Malgré lui, il sourit, si peu qu’il en eût envie, amusé du contraste entre l’expression familière dont elle se servait et le sérieux de sa physionomie anxieuse.
— Certes, non, je ne suis pas fâché. Si quelqu’un avait le droit de l’être, ce serait plutôt vous, car, je le reconnais, — humblement, — j’ai, sans le vouloir, mérité tout à fait le reproche que vous m’avez adressé. J’en suis très confus… Ne me pardonnez-vous pas, Arlette ?
Pour toute réponse, elle lui jeta les deux mains… Une seconde, il les garda dans les siennes, étreint d’un sourd désir de les porter à ses lèvres, de les baiser longuement, ces petites mains sur lesquelles personne encore qu’elle-même n’avait de droits. Pourtant, il les laissa retomber sans que sa bouche les eût effleurées…

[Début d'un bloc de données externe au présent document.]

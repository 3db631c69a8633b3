//! Text and JSON rendering of scan and seek results.

use serde::Serialize;
use sonoscan_common::{AudioFormat, AudioLayout, TagMap, TagValue};
use sonoscan_media::ScanResult;
use std::fmt::Write;
use std::path::{Path, PathBuf};

/// Longest text value printed in full by the text renderer.
const MAX_TEXT_WIDTH: usize = 72;

/// Serializable view of a [`ScanResult`].
///
/// Binary tag values are replaced by a size note so reports stay printable.
#[derive(Debug, Clone, Serialize)]
pub struct ScanReport {
    pub path: PathBuf,
    pub format: AudioFormat,
    pub layout: AudioLayout,
    pub info: TagMap,
    pub tags: TagMap,
    #[serde(skip_serializing_if = "Vec::is_empty")]
    pub incomplete: Vec<String>,
}

impl ScanReport {
    pub fn new(path: &Path, result: ScanResult) -> Self {
        Self {
            path: path.to_path_buf(),
            format: result.format,
            layout: result.layout,
            info: summarize_binary(result.info),
            tags: summarize_binary(result.tags),
            incomplete: result.incomplete.iter().map(ToString::to_string).collect(),
        }
    }

    pub fn to_json(&self) -> serde_json::Result<String> {
        serde_json::to_string_pretty(self)
    }

    pub fn to_text(&self) -> String {
        let mut out = String::new();
        let layout = &self.layout;

        let _ = writeln!(out, "File: {}", self.path.display());
        let _ = writeln!(out, "Format: {}", self.format);
        let _ = writeln!(out, "Size: {} bytes", layout.file_size);
        let _ = writeln!(
            out,
            "Audio: {} bytes at offset {}",
            layout.audio_byte_size, layout.audio_start_offset
        );
        if let Some(ms) = layout.duration_ms {
            let _ = writeln!(out, "Duration: {} ({} ms)", format_duration(ms), ms);
        }
        if let Some(rate) = layout.sample_rate {
            let _ = writeln!(out, "Sample rate: {} Hz", rate);
        }
        if let Some(channels) = layout.channel_count {
            let _ = writeln!(out, "Channels: {}", channels);
        }
        if let Some(bits) = layout.bits_per_sample {
            let _ = writeln!(out, "Bits per sample: {}", bits);
        }
        if let Some(samples) = layout.total_samples {
            let _ = writeln!(out, "Samples: {}", samples);
        }
        if let Some(bitrate) = layout.bitrate {
            let _ = writeln!(out, "Bitrate: {} kbit/s", bitrate / 1000);
        }

        if !self.info.is_empty() {
            let _ = writeln!(out, "\nInfo:");
            write_map(&mut out, &self.info, 1);
        }
        let _ = writeln!(out, "\nTags: {}", self.tags.len());
        write_map(&mut out, &self.tags, 1);

        for problem in &self.incomplete {
            let _ = writeln!(out, "\nWarning: {}", problem);
        }
        out
    }
}

/// Result of a seek, for printing.
#[derive(Debug, Clone, Serialize)]
pub struct SeekReport {
    pub path: PathBuf,
    pub format: AudioFormat,
    /// First sample delivered from `byte_offset`.
    pub sample: u64,
    pub byte_offset: u64,
    /// Size of the rewritten MP4 header, when one was produced.
    #[serde(skip_serializing_if = "Option::is_none")]
    pub header_size: Option<usize>,
}

impl SeekReport {
    pub fn to_json(&self) -> serde_json::Result<String> {
        serde_json::to_string_pretty(self)
    }

    pub fn to_text(&self) -> String {
        let mut out = String::new();
        let _ = writeln!(out, "File: {}", self.path.display());
        let _ = writeln!(out, "Format: {}", self.format);
        let _ = writeln!(out, "Sample: {}", self.sample);
        let _ = writeln!(out, "Byte offset: {}", self.byte_offset);
        if let Some(size) = self.header_size {
            let _ = writeln!(out, "Header: {} bytes", size);
        }
        out
    }
}

/// `H:MM:SS.mmm` for a millisecond count.
pub fn format_duration(ms: u64) -> String {
    let secs = ms / 1000;
    format!(
        "{}:{:02}:{:02}.{:03}",
        secs / 3600,
        (secs / 60) % 60,
        secs % 60,
        ms % 1000
    )
}

fn summarize_binary(map: TagMap) -> TagMap {
    map.into_iter()
        .map(|(key, value)| (key, summarize_value(value)))
        .collect()
}

fn summarize_value(value: TagValue) -> TagValue {
    match value {
        TagValue::Binary(data) => TagValue::Text(format!("<{} bytes>", data.len())),
        TagValue::List(items) => TagValue::List(items.into_iter().map(summarize_value).collect()),
        TagValue::Map(map) => TagValue::Map(summarize_binary(map)),
        other => other,
    }
}

fn write_map(out: &mut String, map: &TagMap, depth: usize) {
    let indent = "  ".repeat(depth);
    for (key, value) in map {
        match value {
            TagValue::Map(inner) => {
                let _ = writeln!(out, "{}{}:", indent, key);
                write_map(out, inner, depth + 1);
            }
            TagValue::List(items) if items.iter().any(|item| matches!(item, TagValue::Map(_))) => {
                let _ = writeln!(out, "{}{}:", indent, key);
                for (index, item) in items.iter().enumerate() {
                    match item {
                        TagValue::Map(inner) => {
                            let _ = writeln!(out, "{}  [{}]", indent, index);
                            write_map(out, inner, depth + 2);
                        }
                        other => {
                            let _ = writeln!(out, "{}  [{}] {}", indent, index, scalar_text(other));
                        }
                    }
                }
            }
            other => {
                let _ = writeln!(out, "{}{}: {}", indent, key, scalar_text(other));
            }
        }
    }
}

fn scalar_text(value: &TagValue) -> String {
    match value {
        TagValue::Text(text) => truncate(text),
        TagValue::Integer(n) => n.to_string(),
        TagValue::Binary(data) => format!("<{} bytes>", data.len()),
        TagValue::List(items) => items
            .iter()
            .map(scalar_text)
            .collect::<Vec<_>>()
            .join("; "),
        TagValue::Map(map) => format!("<{} entries>", map.len()),
    }
}

fn truncate(text: &str) -> String {
    let single_line = text.replace('\n', " ");
    match single_line.char_indices().nth(MAX_TEXT_WIDTH) {
        Some((cut, _)) => format!("{}...", &single_line[..cut]),
        None => single_line,
    }
}
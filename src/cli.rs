use clap::{ArgGroup, Parser, Subcommand};
use std::path::PathBuf;

#[derive(Parser)]
#[command(name = "sonoscan")]
#[command(author, version, about = "Structural audio metadata scanner")]
pub struct Cli {
    /// Path to config file
    #[arg(short, long, global = true)]
    pub config: Option<PathBuf>,

    /// Enable verbose logging
    #[arg(short, long, global = true)]
    pub verbose: bool,

    #[command(subcommand)]
    pub command: Commands,
}

#[derive(Subcommand)]
pub enum Commands {
    /// Scan audio files and display layout and tags
    Scan {
        /// Files or directories to scan
        #[arg(required = true)]
        paths: Vec<PathBuf>,

        /// Output as JSON
        #[arg(long)]
        json: bool,

        /// Descend into subdirectories
        #[arg(short, long)]
        recursive: bool,

        /// Leave embedded artwork out of the tags
        #[arg(long)]
        no_artwork: bool,
    },

    /// Locate the byte offset of a playback position (MP4 and FLAC)
    #[command(group(ArgGroup::new("target").required(true).args(["time_ms", "sample"])))]
    Seek {
        /// File to seek in
        #[arg(required = true)]
        file: PathBuf,

        /// Target position in milliseconds
        #[arg(long)]
        time_ms: Option<u64>,

        /// Target sample index
        #[arg(long)]
        sample: Option<u64>,

        /// Write the rewritten MP4 header to this file
        #[arg(long)]
        header_out: Option<PathBuf>,

        /// Output as JSON
        #[arg(long)]
        json: bool,
    },

    /// Validate configuration file
    Validate {
        /// Config file to validate (uses default if not specified)
        config: Option<PathBuf>,
    },

    /// Display version information
    Version,
}
//! MP4 box definitions.

use std::fmt;

/// Four-character box type code.
#[derive(Debug, Clone, Copy, PartialEq, Eq, Hash)]
pub struct BoxType(pub [u8; 4]);

impl BoxType {
    pub const FTYP: Self = Self(*b"ftyp");
    pub const MOOV: Self = Self(*b"moov");
    pub const MDAT: Self = Self(*b"mdat");
    pub const MVHD: Self = Self(*b"mvhd");
    pub const TRAK: Self = Self(*b"trak");
    pub const TKHD: Self = Self(*b"tkhd");
    pub const MDIA: Self = Self(*b"mdia");
    pub const MDHD: Self = Self(*b"mdhd");
    pub const HDLR: Self = Self(*b"hdlr");
    pub const MINF: Self = Self(*b"minf");
    pub const STBL: Self = Self(*b"stbl");
    pub const STSD: Self = Self(*b"stsd");
    pub const STTS: Self = Self(*b"stts");
    pub const STSC: Self = Self(*b"stsc");
    pub const STSZ: Self = Self(*b"stsz");
    pub const STCO: Self = Self(*b"stco");
    pub const CO64: Self = Self(*b"co64");
    pub const UDTA: Self = Self(*b"udta");
    pub const META: Self = Self(*b"meta");
    pub const ILST: Self = Self(*b"ilst");
    pub const DATA: Self = Self(*b"data");
    pub const NAME: Self = Self(*b"name");
    pub const MEAN: Self = Self(*b"mean");
    pub const FREEFORM: Self = Self(*b"----");
    pub const ESDS: Self = Self(*b"esds");
    pub const ALAC: Self = Self(*b"alac");
    pub const WAVE: Self = Self(*b"wave");
    pub const UUID: Self = Self(*b"uuid");

    /// Whether this box only groups child boxes.
    pub fn is_container(&self) -> bool {
        matches!(
            *self,
            Self::MOOV
                | Self::TRAK
                | Self::MDIA
                | Self::MINF
                | Self::STBL
                | Self::UDTA
                | Self::META
                | Self::ILST
        )
    }
}

impl fmt::Display for BoxType {
    fn fmt(&self, f: &mut fmt::Formatter<'_>) -> fmt::Result {
        // non-ASCII codes such as the iTunes copyright sign print escaped
        for &b in &self.0 {
            if b.is_ascii_graphic() || b == b' ' {
                write!(f, "{}", b as char)?;
            } else {
                write!(f, "\\x{:02x}", b)?;
            }
        }
        Ok(())
    }
}

/// A box header as read by the walker.
///
/// Invariant: `size >= header_size`, and the box ends inside its container.
#[derive(Debug, Clone, Copy, PartialEq, Eq)]
pub struct BoxRecord {
    pub box_type: BoxType,
    /// Declared size including the header, after resolving size 0 and 1.
    pub size: u64,
    /// File offset where the payload starts.
    pub payload_offset: u64,
    /// 8, 16 with an extended size, plus 16 for `uuid` boxes.
    pub header_size: u8,
}

impl BoxRecord {
    /// File offset of the first header byte.
    pub fn offset(&self) -> u64 {
        self.payload_offset - self.header_size as u64
    }

    /// Payload size (size - header).
    pub fn payload_size(&self) -> u64 {
        self.size - self.header_size as u64
    }

    /// File offset one past the last byte of the box.
    pub fn end(&self) -> u64 {
        self.offset() + self.size
    }

    /// Whether the header carries a 64-bit size field.
    pub fn has_large_size(&self) -> bool {
        if self.box_type == BoxType::UUID {
            self.header_size >= 32
        } else {
            self.header_size >= 16
        }
    }
}

/// Handler type for a track.
#[derive(Debug, Clone, Copy, PartialEq, Eq)]
pub enum HandlerType {
    Audio,
    Video,
    Text,
    Meta,
    Unknown([u8; 4]),
}

impl HandlerType {
    pub fn from_bytes(bytes: [u8; 4]) -> Self {
        match &bytes {
            b"soun" => Self::Audio,
            b"vide" => Self::Video,
            b"text" | b"sbtl" => Self::Text,
            b"meta" | b"mdir" => Self::Meta,
            _ => Self::Unknown(bytes),
        }
    }

    pub fn is_audio(&self) -> bool {
        matches!(self, Self::Audio)
    }

    pub fn as_str(&self) -> String {
        match self {
            Self::Audio => "soun".to_string(),
            Self::Video => "vide".to_string(),
            Self::Text => "text".to_string(),
            Self::Meta => "meta".to_string(),
            Self::Unknown(code) => BoxType(*code).to_string(),
        }
    }
}
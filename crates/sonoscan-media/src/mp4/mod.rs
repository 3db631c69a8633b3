//! MP4 / QuickTime audio parsing and seeking.
//!
//! Parsing walks the box tree once and keeps, for the first audio track, the
//! sample tables plus the location of every box the seek rewrite touches.
//! In [`ParseMode::Scan`] the per-sample size and chunk offset arrays are only
//! counted; [`ParseMode::Seek`] loads them so the tables can be rewritten.

mod atoms;
mod esds;
mod ilst;
mod parser;
mod rewrite;
mod sample_table;
mod walker;

pub use atoms::{BoxRecord, BoxType, HandlerType};
pub use esds::{parse_alac, parse_esds, AlacConfig, EsdsConfig, AAC_SAMPLE_RATES};
pub use rewrite::{splice_header, table_replacements, Replacement};
pub use sample_table::{
    compute_new_table_sizes, encode_chunk_offsets, rewrite_tables, shift_chunk_offsets,
    EncodedTables, HeaderLayout, RewrittenTables, SampleLocation, SampleSizes, SampleTable,
    SampleToChunk, TableSizes, TimeToSample,
};
pub use walker::{read_box_header, BoxVisitor, BoxWalker, Visit};

use crate::cursor::ByteCursor;
use crate::{Error, FramePosition, Result, ScanOptions};
use bytes::Bytes;
use parser::Mp4Parser;
use sonoscan_common::{AudioLayout, TagMap, TagValue};
use std::io::{Read, Seek};
use tracing::{debug, warn};

/// How much of the sample tables to load.
#[derive(Debug, Clone, Copy, PartialEq, Eq)]
pub enum ParseMode {
    /// Layout and tags only; per-sample arrays are counted, not loaded.
    Scan,
    /// Load every table so the file can be seeked and rewritten.
    Seek,
}

/// Brands from the ftyp box.
#[derive(Debug, Clone, PartialEq, Eq)]
pub struct FileType {
    pub major_brand: String,
    pub minor_version: u32,
    pub compatible_brands: Vec<String>,
}

/// Audio sample description from stsd and its codec configuration.
#[derive(Debug, Clone, Default, PartialEq, Eq)]
pub struct SampleDescription {
    /// Sample entry fourcc (mp4a, alac, ...).
    pub codec: Option<BoxType>,
    pub channels: u16,
    pub bits_per_sample: u16,
    pub sample_rate: u32,
    pub object_type_indication: Option<u8>,
    pub audio_object_type: Option<u8>,
    pub avg_bitrate: Option<u32>,
    pub max_bitrate: Option<u32>,
}

/// Boxes of one track that the seek rewrite needs to find again.
#[derive(Debug, Clone, Copy, PartialEq, Eq)]
pub struct TrackBoxes {
    pub trak: BoxRecord,
    pub mdia: Option<BoxRecord>,
    pub minf: Option<BoxRecord>,
    pub stbl: Option<BoxRecord>,
    pub stts: Option<BoxRecord>,
    pub stsc: Option<BoxRecord>,
    pub stsz: Option<BoxRecord>,
    /// stco or co64.
    pub stco: Option<BoxRecord>,
}

/// Per-track information.
#[derive(Debug, Clone)]
pub struct TrackInfo {
    pub track_id: u32,
    pub handler: HandlerType,
    /// Media timescale (ticks per second).
    pub timescale: u32,
    /// Duration in media timescale units.
    pub duration: u64,
    pub description: SampleDescription,
    pub table: SampleTable,
    pub boxes: TrackBoxes,
}

impl TrackInfo {
    fn new(trak: BoxRecord) -> Self {
        Self {
            track_id: 0,
            handler: HandlerType::Unknown([0; 4]),
            timescale: 0,
            duration: 0,
            description: SampleDescription::default(),
            table: SampleTable::default(),
            boxes: TrackBoxes {
                trak,
                mdia: None,
                minf: None,
                stbl: None,
                stts: None,
                stsc: None,
                stsz: None,
                stco: None,
            },
        }
    }

    /// Sample rate from the description, falling back to the media timescale.
    pub fn sample_rate(&self) -> Option<u32> {
        match self.description.sample_rate {
            0 if self.timescale > 0 => Some(self.timescale),
            0 => None,
            rate => Some(rate),
        }
    }

    /// Names of the mandatory sample tables this track lacks.
    pub fn missing_tables(&self) -> Vec<&'static str> {
        let boxes = &self.boxes;
        [
            ("stts", boxes.stts),
            ("stsc", boxes.stsc),
            ("stsz", boxes.stsz),
            ("stco", boxes.stco),
        ]
        .into_iter()
        .filter(|(_, record)| record.is_none())
        .map(|(name, _)| name)
        .collect()
    }

    /// Duration in milliseconds from the media header.
    pub fn duration_ms(&self) -> Option<u64> {
        AudioLayout::derive_duration_ms(self.duration, self.timescale as u64)
    }
}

Contente, elle s’écriait :
— Alors, nous sommes réconciliés ! Vous ne me direz plus de choses dures quand je vous confierai mes suppositions… au sujet des idées de ma tante ? Vous ne me gronderez plus ?
— Je ne vous gronderai plus, si tant est que je vous aie jamais grondée ; je souhaite de tout cœur que vos espérances se réalisent pleinement. Êtes-vous satisfaite de moi ?
— Très satisfaite, mon grand ami !
Ces deux mots tombèrent très doux de ses lèvres, en dépit du ton drôlement solennel qu’elle leur donnait exprès ; et à l’accent de cette voix jeune, une fibre secrète tressaillit dans le cœur de Guy.